■ EXERCISE REQUIREMENTS ■
Would you please restate every record exactly as written?

※ ※ ※

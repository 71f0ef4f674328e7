use std::path::{Path, PathBuf};
use std::process::{Command, Output};

use crate::errors::PkgupError;

/// Upper bound on captured stdout, in bytes.
pub const MAX_OUTPUT_BYTES: usize = 10 * 1024 * 1024;

/// Builder for constructing and executing external processes.
///
/// Provides a fluent API for setting program, arguments and working directory,
/// plus the two ways npm output is consumed: regardless of exit status, or
/// only on success.
pub struct CommandBuilder {
    program: String,
    args: Vec<String>,
    cwd: Option<PathBuf>,
    max_output: usize,
}

impl CommandBuilder {
    /// Create a new builder for the given program.
    pub fn new(program: impl Into<String>) -> Self {
        Self {
            program: program.into(),
            args: Vec::new(),
            cwd: None,
            max_output: MAX_OUTPUT_BYTES,
        }
    }

    /// Append a single argument.
    pub fn arg(mut self, arg: impl Into<String>) -> Self {
        self.args.push(arg.into());
        self
    }

    /// Append multiple arguments.
    pub fn args(mut self, args: impl IntoIterator<Item = impl Into<String>>) -> Self {
        self.args.extend(args.into_iter().map(Into::into));
        self
    }

    /// Append `arg` only when `cond` holds.
    pub fn arg_if(self, cond: bool, arg: impl Into<String>) -> Self {
        if cond {
            self.arg(arg)
        } else {
            self
        }
    }

    /// Set the working directory for the child process.
    pub fn cwd(mut self, dir: impl AsRef<Path>) -> Self {
        self.cwd = Some(dir.as_ref().to_path_buf());
        self
    }

    /// Override the stdout size limit.
    pub fn max_output(mut self, bytes: usize) -> Self {
        self.max_output = bytes;
        self
    }

    /// The command line as it would be typed in a shell, for logs and messages.
    pub fn display(&self) -> String {
        std::iter::once(self.program.as_str())
            .chain(self.args.iter().map(String::as_str))
            .collect::<Vec<_>>()
            .join(" ")
    }

    /// Execute the command and return its output, whatever the exit status.
    ///
    /// Fails only if the program cannot be spawned or its stdout exceeds the
    /// configured limit.
    pub fn exec(&self) -> Result<Output, PkgupError> {
        let mut cmd = Command::new(&self.program);
        cmd.args(&self.args);
        if let Some(ref dir) = self.cwd {
            cmd.current_dir(dir);
        }
        tracing::debug!("Running `{}`", self.display());
        let output = cmd.output().map_err(|e| PkgupError::Process {
            message: format!("failed to run `{}`: {e}", self.display()),
        })?;
        if output.stdout.len() > self.max_output {
            return Err(PkgupError::Process {
                message: format!(
                    "`{}` produced more than {} bytes of output",
                    self.display(),
                    self.max_output
                ),
            });
        }
        Ok(output)
    }

    /// Execute the command and fail unless it exits successfully.
    ///
    /// The error message carries the trimmed stderr of the child.
    pub fn exec_checked(&self) -> Result<Output, PkgupError> {
        let output = self.exec()?;
        if !output.status.success() {
            let stderr = String::from_utf8_lossy(&output.stderr);
            let code = output
                .status
                .code()
                .map(|c| c.to_string())
                .unwrap_or_else(|| "signal".to_string());
            return Err(PkgupError::Process {
                message: format!(
                    "`{}` exited with {code}: {}",
                    self.display(),
                    stderr.trim()
                ),
            });
        }
        Ok(output)
    }
}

※ ※ ※

■ EXERCISE SOLUTION ■
repository 71f0ef4f674328e7
use std::path::{Path, PathBuf};
use std::process::{Command, Output};

use crate::errors::PkgupError;

/// Upper bound on captured stdout, in bytes.
pub const MAX_OUTPUT_BYTES: usize = 10 * 1024 * 1024;

/// Builder for constructing and executing external processes.
///
/// Provides a fluent API for setting program, arguments and working directory,
/// plus the two ways npm output is consumed: regardless of exit status, or
/// only on success.
pub struct CommandBuilder {
    program: String,
    args: Vec<String>,
    cwd: Option<PathBuf>,
    max_output: usize,
}

impl CommandBuilder {
    /// Create a new builder for the given program.
    pub fn new(program: impl Into<String>) -> Self {
        Self {
            program: program.into(),
            args: Vec::new(),
            cwd: None,
            max_output: MAX_OUTPUT_BYTES,
        }
    }

    /// Append a single argument.
    pub fn arg(mut self, arg: impl Into<String>) -> Self {
        self.args.push(arg.into());
        self
    }

    /// Append multiple arguments.
    pub fn args(mut self, args: impl IntoIterator<Item = impl Into<String>>) -> Self {
        self.args.extend(args.into_iter().map(Into::into));
        self
    }

    /// Append `arg` only when `cond` holds.
    pub fn arg_if(self, cond: bool, arg: impl Into<String>) -> Self {
        if cond {
            self.arg(arg)
        } else {
            self
        }
    }

    /// Set the working directory for the child process.
    pub fn cwd(mut self, dir: impl AsRef<Path>) -> Self {
        self.cwd = Some(dir.as_ref().to_path_buf());
        self
    }

    /// Override the stdout size limit.
    pub fn max_output(mut self, bytes: usize) -> Self {
        self.max_output = bytes;
        self
    }

    /// The command line as it would be typed in a shell, for logs and messages.
    pub fn display(&self) -> String {
        std::iter::once(self.program.as_str())
            .chain(self.args.iter().map(String::as_str))
            .collect::<Vec<_>>()
            .join(" ")
    }

    /// Execute the command and return its output, whatever the exit status.
    ///
    /// Fails only if the program cannot be spawned or its stdout exceeds the
    /// configured limit.
    pub fn exec(&self) -> Result<Output, PkgupError> {
        let mut cmd = Command::new(&self.program);
        cmd.args(&self.args);
        if let Some(ref dir) = self.cwd {
            cmd.current_dir(dir);
        }
        tracing::debug!("Running `{}`", self.display());
        let output = cmd.output().map_err(|e| PkgupError::Process {
            message: format!("failed to run `{}`: {e}", self.display()),
        })?;
        if output.stdout.len() > self.max_output {
            return Err(PkgupError::Process {
                message: format!(
                    "`{}` produced more than {} bytes of output",
                    self.display(),
                    self.max_output
                ),
            });
        }
        Ok(output)
    }

    /// Execute the command and fail unless it exits successfully.
    ///
    /// The error message carries the trimmed stderr of the child.
    pub fn exec_checked(&self) -> Result<Output, PkgupError> {
        let output = self.exec()?;
        if !output.status.success() {
            let stderr = String::from_utf8_lossy(&output.stderr);
            let code = output
                .status
                .code()
                .map(|c| c.to_string())
                .unwrap_or_else(|| "signal".to_string());
            return Err(PkgupError::Process {
                message: format!(
                    "`{}` exited with {code}: {}",
                    self.display(),
                    stderr.trim()
                ),
            });
        }
        Ok(output)
    }
}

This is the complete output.